Wednesday, December 23, 2009

Christmas time

Haven't updated my blog for a while, because work has been busy. We just moved 400 prisoners from one prison to another in 1/2 a day. Preparations for the move have been very busy.

One of the biggest issues has been helping people, both staff and prisoners (we call them "residents" at our special Re-Entry Facility here), deal with change.

Change, whether good or bad, causes stress. A little stress is good, as it can cause us to step up to a challenge and improve. However, stress over a long period of time can cause health and mental issues. Helping 400 people to adjust to a new environment, which is smaller and requiring a lot of fixing up, means lots of adjusting. While they wait for school, programming and prison jobs to come up, they often sit in boredom. If not handled right, it could be the setting for big tensions and problems. A form of Post Traumatic Stress Disorder can occur through a long period of stress.

Christmas can also be a stressful time. We often have high expectations of happiness and joy, hopes of family togetherness, and perhaps a wish for the perfect present. Disappointments are often equally high during this time, as family strive to get along with each other, the dinner may not turn out as good as hoped, and the PSP does not show up under the tree.

In any time of stress, it is important that we review our priorities and responses to events. What type of thinking can best enhance our experience, and reduce the stress? In this, Christ set a perfect example. When times became difficult and overwhelming, he often wandered off on his own to ponder, meditate and pray. Time to get our thoughts back in order, to re-establish our base, is very important in handling stress.

So, make sure you take time during the Christmas rush to slow down, pause, relax your brain and body, and get back in tune with God.

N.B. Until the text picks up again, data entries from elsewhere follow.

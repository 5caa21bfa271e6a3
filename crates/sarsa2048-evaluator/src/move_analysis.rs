//! Analysis of the board left behind by a move.
//!
//! [`MoveAnalysis`] pairs what a move did (points earned, tiles merged away, whether anything
//! changed) with the lazily evaluated metrics of the resulting afterstate. The afterstate is
//! the board after sliding and merging but *before* the random tile spawns, so every feature
//! computed from it depends on the chosen action and never on spawn luck.
//!
//! ```
//! use sarsa2048_engine::{Board, Direction};
//! use sarsa2048_evaluator::move_analysis::MoveAnalysis;
//!
//! let board = Board::from_rows([[2, 2, 0, 0], [0; 4], [0; 4], [0; 4]]);
//! let analysis = MoveAnalysis::from_board(&board, Some(Direction::Left));
//! assert_eq!(analysis.points(), 4);
//! assert_eq!(analysis.merged_tiles(), 1);
//! assert_eq!(analysis.board_analysis().max_tile(), 4);
//! ```

use sarsa2048_engine::{Board, Direction};

use crate::board_analysis::BoardAnalysis;

#[derive(Debug)]
pub struct MoveAnalysis {
    action: Option<Direction>,
    points: u32,
    merged_tiles: usize,
    changed: bool,
    board_analysis: BoardAnalysis,
}

impl MoveAnalysis {
    /// Analyzes `before` after applying `action`.
    ///
    /// With `None` the board is analyzed as-is (no move, no points).
    #[must_use]
    pub fn from_board(before: &Board, action: Option<Direction>) -> Self {
        let (after, points, changed) = match action {
            Some(dir) => {
                let outcome = before.apply_move(dir);
                (outcome.board, outcome.points, outcome.changed)
            }
            None => (*before, 0, false),
        };
        Self {
            action,
            points,
            merged_tiles: before.count_occupied() - after.count_occupied(),
            changed,
            board_analysis: BoardAnalysis::from_board(&after),
        }
    }

    #[must_use]
    pub fn action(&self) -> Option<Direction> {
        self.action
    }

    /// Points earned by merges during the move.
    #[must_use]
    pub fn points(&self) -> u32 {
        self.points
    }

    /// Number of tiles that disappeared through merging.
    #[must_use]
    pub fn merged_tiles(&self) -> usize {
        self.merged_tiles
    }

    #[must_use]
    pub fn changed(&self) -> bool {
        self.changed
    }

    /// Metrics of the afterstate.
    #[must_use]
    pub fn board_analysis(&self) -> &BoardAnalysis {
        &self.board_analysis
    }
}

#[cfg(test)]
mod tests {
    use super::*;

    #[test]
    fn test_merge_accounting() {
        let board = Board::from_rows([[2, 2, 2, 2], [4, 4, 0, 0], [0; 4], [0; 4]]);
        let analysis = MoveAnalysis::from_board(&board, Some(Direction::Left));
        assert_eq!(analysis.points(), 4 + 4 + 8);
        assert_eq!(analysis.merged_tiles(), 3);
        assert!(analysis.changed());
        assert_eq!(analysis.board_analysis().board().rows()[0], [4, 4, 0, 0]);
    }

    #[test]
    fn test_noop_move() {
        let board = Board::from_rows([[2, 4, 0, 0], [0; 4], [0; 4], [0; 4]]);
        let analysis = MoveAnalysis::from_board(&board, Some(Direction::Left));
        assert_eq!(analysis.points(), 0);
        assert_eq!(analysis.merged_tiles(), 0);
        assert!(!analysis.changed());
        assert_eq!(analysis.board_analysis().board(), &board);
    }

    #[test]
    fn test_without_action_analyzes_board_as_is() {
        let board = Board::from_rows([[2, 2, 0, 0], [0; 4], [0; 4], [0; 4]]);
        let analysis = MoveAnalysis::from_board(&board, None);
        assert_eq!(analysis.action(), None);
        assert_eq!(analysis.board_analysis().board(), &board);
        assert_eq!(analysis.merged_tiles(), 0);
    }
}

Tuesday, November 24, 2009

Global warming on hiatus?

The news is out. Computer hackers broke into the system for the UN's Climate Research Unit (CRU) at the University of East Anglia (UEA) in England and put 160 megabytes of emails and info on the Internet.

Among the emails are admissions by the pro-Global Warming scientists that much of the data they were collecting did not show any warming, and so they were working together to suppress or fix the data to their liking.

Al Gore's "Inconvenient Truth" has likely become very inconvenient for him, as the skeptics now have strong evidence that there is a global conspiracy afoot by pro-climate change scientists and politicians to grab up power by unethical cheating.

Senator Inhofe (R - OK) is going to call for an investigation. As a long time skeptic, who was often mocked for his stance, perhaps he will see his reputation restored.

While I do not deny that climate change can occur, or that man may influence it, we need to take a step back and restudy this claim. The reality is, previous periods of warming have been beneficial to life on earth. Cooler periods, such as the mini-Ice Age, have brought major death (black plague in Europe in the Middle Ages, for instance). The last big Ice Age 12,000 years ago wiped out many species of animals. Meanwhile, the warming periods increased productivity and raised the living standards of most Europeans and others.

Don't forget, in the 1970s everyone was concerned about Global Cooling. The issue of any climate change must be considered, given our many coastal cities, etc., but we need to make it an issue of real and quality science. Allowing a group of frauds, whether they are scientists or otherwise, to threaten vast amounts of our global economy, simply based upon bad or fraudulent data, is unthinkable.

The question is: will Al Gore make a statement reassessing the issue he so strongly has made and "earned" a Nobel Peace Prize over?

Monday, November 09, 2009

20 Years Ago: The Berlin Wall fell

I entered the US Air Force in 1982. I won't forget the year in South Korea, guarding the perimeter of an Air Base. Or standing inside the small building in Panmunjom, where discussions are held between North and South Korea, with Chinese and North Korean soldiers standing nearby watching us. I can't forget the tensions of the Cold War that began a decade before I was born.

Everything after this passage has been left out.